Но не сгноили! Времена были не те. Сперва его провалили на докторских
экзаменах. Этим погромом заведовал еще живой тогда Карл Проффер, хозяин
знаменитого издательства «Ардис». Он совершенно не переносил Бориса
Абрамовича и хотел попросту от него избавиться. Поэтому, кажется, из пяти
или шести экзаменов Борис Абрамович не провалил только один. Он был,
конечно, в диком шоке. Все студенты затаили дыхание в те дни, ибо все
знали, что провал был не оценкой его знаний (Борис Абрамович наверняка
знал больше, чем средний американский аспирант), а наказанием.

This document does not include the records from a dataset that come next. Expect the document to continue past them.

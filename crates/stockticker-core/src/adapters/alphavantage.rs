use std::collections::BTreeMap;
use std::sync::Arc;

use serde::Deserialize;
use tracing::debug;

use crate::data_source::{SeriesFuture, SourceError, TimeSeriesSource};
use crate::http_client::{HttpClient, HttpRequest, ReqwestHttpClient};
use crate::throttling::RequestThrottle;
use crate::{DailyRecord, SeriesKind, SeriesMetadata, Symbol, TimeSeries};

pub const DEFAULT_BASE_URL: &str = "https://www.alphavantage.co";
pub const DEFAULT_API_KEY_NAME: &str = "apikey";

/// Connection settings for the Alpha Vantage REST API.
#[derive(Debug, Clone, PartialEq, Eq)]
pub struct AlphaVantageConfig {
    pub base_url: String,
    pub api_key_name: String,
    pub api_key: String,
    pub timeout_ms: u64,
}

impl Default for AlphaVantageConfig {
    fn default() -> Self {
        Self {
            base_url: String::from(DEFAULT_BASE_URL),
            api_key_name: String::from(DEFAULT_API_KEY_NAME),
            api_key: String::new(),
            timeout_ms: 5_000,
        }
    }
}

/// Time series source backed by Alpha Vantage.
#[derive(Clone)]
pub struct AlphaVantageAdapter {
    config: AlphaVantageConfig,
    http_client: Arc<dyn HttpClient>,
    throttle: RequestThrottle,
}

impl AlphaVantageAdapter {
    pub fn new(config: AlphaVantageConfig) -> Self {
        Self::with_http_client(config, Arc::new(ReqwestHttpClient::default()))
    }

    pub fn with_http_client(config: AlphaVantageConfig, http_client: Arc<dyn HttpClient>) -> Self {
        Self {
            config,
            http_client,
            throttle: RequestThrottle::default(),
        }
    }

    pub fn with_throttle(mut self, throttle: RequestThrottle) -> Self {
        self.throttle = throttle;
        self
    }

    pub fn config(&self) -> &AlphaVantageConfig {
        &self.config
    }

    fn query_url(&self, kind: SeriesKind, symbol: &Symbol) -> String {
        format!(
            "{}/query?function={}&symbol={}&{}={}",
            self.config.base_url.trim_end_matches('/'),
            kind.function(),
            urlencoding::encode(symbol.as_str()),
            urlencoding::encode(&self.config.api_key_name),
            urlencoding::encode(&self.config.api_key),
        )
    }

    async fn fetch_time_series(
        &self,
        kind: SeriesKind,
        symbol: &Symbol,
    ) -> Result<TimeSeries, SourceError> {
        if let Err(delay) = self.throttle.acquire() {
            return Err(SourceError::rate_limited(format!(
                "alphavantage request budget exhausted; retry in {:.2}s",
                delay.as_secs_f64()
            )));
        }

        debug!(function = kind.function(), %symbol, "requesting alphavantage time series");
        let request = HttpRequest::get(self.query_url(kind, symbol))
            .with_header("accept", "application/json")
            .with_timeout_ms(self.config.timeout_ms);

        let response = self.http_client.execute(request).await.map_err(|error| {
            if error.timed_out() {
                SourceError::unavailable(format!(
                    "alphavantage request timed out after {}ms",
                    self.config.timeout_ms
                ))
            } else {
                SourceError::unavailable(format!("alphavantage transport error: {}", error.message()))
            }
        })?;

        if !response.is_success() {
            return Err(SourceError::unavailable(format!(
                "alphavantage returned status {}",
                response.status
            )));
        }

        parse_time_series(&response.body, symbol)
    }
}

impl TimeSeriesSource for AlphaVantageAdapter {
    fn time_series<'a>(&'a self, kind: SeriesKind, symbol: &'a Symbol) -> SeriesFuture<'a> {
        Box::pin(self.fetch_time_series(kind, symbol))
    }
}

#[derive(Debug, Clone, Deserialize)]
struct AlphaVantageSeriesResponse {
    #[serde(rename = "Meta Data", default)]
    meta_data: Option<BTreeMap<String, String>>,
    #[serde(
        rename = "Time Series (Daily)",
        alias = "Weekly Time Series",
        alias = "Monthly Time Series",
        default
    )]
    time_series: Option<BTreeMap<String, AlphaVantageBar>>,
    #[serde(rename = "Error Message", default)]
    error_message: Option<String>,
    #[serde(rename = "Note", default)]
    note: Option<String>,
    #[serde(rename = "Information", default)]
    information: Option<String>,
}

#[derive(Debug, Clone, Deserialize)]
struct AlphaVantageBar {
    #[serde(rename = "1. open")]
    open: String,
    #[serde(rename = "2. high")]
    high: String,
    #[serde(rename = "3. low")]
    low: String,
    #[serde(rename = "4. close")]
    close: String,
    #[serde(rename = "5. volume")]
    volume: String,
}

impl From<AlphaVantageBar> for DailyRecord {
    fn from(bar: AlphaVantageBar) -> Self {
        Self {
            open: bar.open,
            high: bar.high,
            low: bar.low,
            close: bar.close,
            volume: bar.volume,
        }
    }
}

fn parse_time_series(body: &str, symbol: &Symbol) -> Result<TimeSeries, SourceError> {
    let response: AlphaVantageSeriesResponse = serde_json::from_str(body).map_err(|e| {
        SourceError::internal(format!("failed to parse alphavantage time series: {e}"))
    })?;

    if let Some(message) = response.error_message {
        return Err(SourceError::invalid_request(format!(
            "alphavantage rejected request for {symbol}: {message}"
        )));
    }
    // Throttled responses still come back as 200 with an explanatory note.
    if let Some(message) = response.note.or(response.information) {
        return Err(SourceError::rate_limited(format!("alphavantage: {message}")));
    }

    let meta_data = response
        .meta_data
        .ok_or_else(|| SourceError::internal("no meta data in alphavantage response"))?;
    let time_series = response
        .time_series
        .ok_or_else(|| SourceError::internal(format!("unable to get time series for {symbol}")))?;

    let time_zone = meta_field(&meta_data, "Time Zone")
        .ok_or_else(|| SourceError::internal("no time zone in alphavantage meta data"))?;
    let metadata = SeriesMetadata {
        information: meta_field(&meta_data, "Information").unwrap_or_default(),
        symbol: meta_field(&meta_data, "Symbol").unwrap_or_else(|| symbol.to_string()),
        last_refreshed: meta_field(&meta_data, "Last Refreshed").unwrap_or_default(),
        time_zone,
    };

    Ok(TimeSeries::new(
        metadata,
        time_series
            .into_iter()
            .map(|(date, bar)| (date, DailyRecord::from(bar))),
    ))
}

/// Meta data keys are numbered per series function ("5. Time Zone" for
/// daily, "4. Time Zone" for weekly), so fields are matched by label.
fn meta_field(meta_data: &BTreeMap<String, String>, label: &str) -> Option<String> {
    meta_data.iter().find_map(|(key, value)| {
        let name = key.split_once(". ").map_or(key.as_str(), |(_, name)| name);
        (name == label).then(|| value.clone())
    })
}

Студенты Бориса жалели, хотя и не любили. Мы с Соней были, признаться, в
ужасе: обращение с Борисом указывало на то, что можно было ожидать.

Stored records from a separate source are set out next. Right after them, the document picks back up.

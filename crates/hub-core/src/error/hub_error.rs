//! Hub errors - failures that surface to clients as protocol error frames

use thiserror::Error;

/// Errors produced while handling a protocol message
///
/// Every variant maps to a numeric wire code through [`HubError::code`], which is
/// what the client sees in the `error` field of the response frame.
#[derive(Debug, Error)]
pub enum HubError {
    // =========================================================================
    // Client Errors
    // =========================================================================
    #[error("Unknown action: {0}")]
    UnknownAction(String),

    #[error("{0}")]
    Validation(String),

    #[error("{0}")]
    Rejected(String),

    #[error("Document not found: {collection}.{doc_id}")]
    DocumentNotFound { collection: String, doc_id: String },

    #[error("Document already exists: {collection}.{doc_id}")]
    DocumentExists { collection: String, doc_id: String },

    #[error("Version conflict: submitted {submitted}, current {current}")]
    VersionConflict { submitted: i64, current: i64 },

    // =========================================================================
    // Collaborator Errors
    // =========================================================================
    #[error("Storage error: {0}")]
    Storage(String),

    #[error("Pub/Sub error: {0}")]
    PubSub(String),

    #[error("Presence error: {0}")]
    Presence(String),

    #[error("Serialization error: {0}")]
    Serialization(#[from] serde_json::Error),

    #[error("Internal error: {0}")]
    Internal(String),
}

impl HubError {
    /// Build a validation error
    pub fn validation(msg: impl Into<String>) -> Self {
        Self::Validation(msg.into())
    }

    /// Build a middleware rejection
    pub fn rejected(msg: impl Into<String>) -> Self {
        Self::Rejected(msg.into())
    }

    /// Build a not-found error for a document
    pub fn not_found(collection: impl Into<String>, doc_id: impl Into<String>) -> Self {
        Self::DocumentNotFound {
            collection: collection.into(),
            doc_id: doc_id.into(),
        }
    }

    /// Numeric code carried in the error frame
    pub fn code(&self) -> u16 {
        match self {
            Self::UnknownAction(_) | Self::Validation(_) => 400,
            Self::Rejected(_) => 403,
            Self::DocumentNotFound { .. } => 404,
            Self::DocumentExists { .. } | Self::VersionConflict { .. } => 409,
            Self::Storage(_)
            | Self::PubSub(_)
            | Self::Presence(_)
            | Self::Serialization(_)
            | Self::Internal(_) => 500,
        }
    }

    /// Check if this is a "not found" error
    pub fn is_not_found(&self) -> bool {
        matches!(self, Self::DocumentNotFound { .. })
    }

    /// Check if this is a version or existence conflict
    pub fn is_conflict(&self) -> bool {
        matches!(self, Self::DocumentExists { .. } | Self::VersionConflict { .. })
    }
}

/// Result type for hub operations
pub type HubResult<T> = Result<T, HubError>;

Шок для него был ужасным: он в дни, когда решалась его судьба,
постарел, усох, осунулся. Мы, честно говоря, боялись, что его хватит
инфаркт или инсульт. Но потом он собрался, пошел к Штольцу с готовностью
себя отстоять. С тех пор мы стали называть его «еврейский воин»: в нем
появилось нечто от воина античности – эдакие упорство, выносливость,
стоицизм. На глазах у нас этот во многом инфантильный московский тусовщик
повзрослел.
Они долго беседовали о чем-то со Штольцем. Потом профессора долго
консультировались. Проффер был уже очень болен и умирал, ему было не до
Бориса Большуна.
У честного человека, профессора Штольца, всерьез бы и не повернулась рука
выкинуть на улицу пригретого им аспиранта. Напугать его, наказать –
это было, наверное, правильно для Штольца, а добивать было не по его
правилам. И потому Борису дали возможность пересдать проваленные экзамены,
которые он тихо и без труда сдал, а потом ему дали год преподавания
русского языка начинающим студентам с тем, чтобы он закончил за этот год
свою диссертацию по «Ожогу» Аксенова. И Борис тихо и деловито, как и
положено античному «еврейскому воину», написал диссертацию и защитил ее.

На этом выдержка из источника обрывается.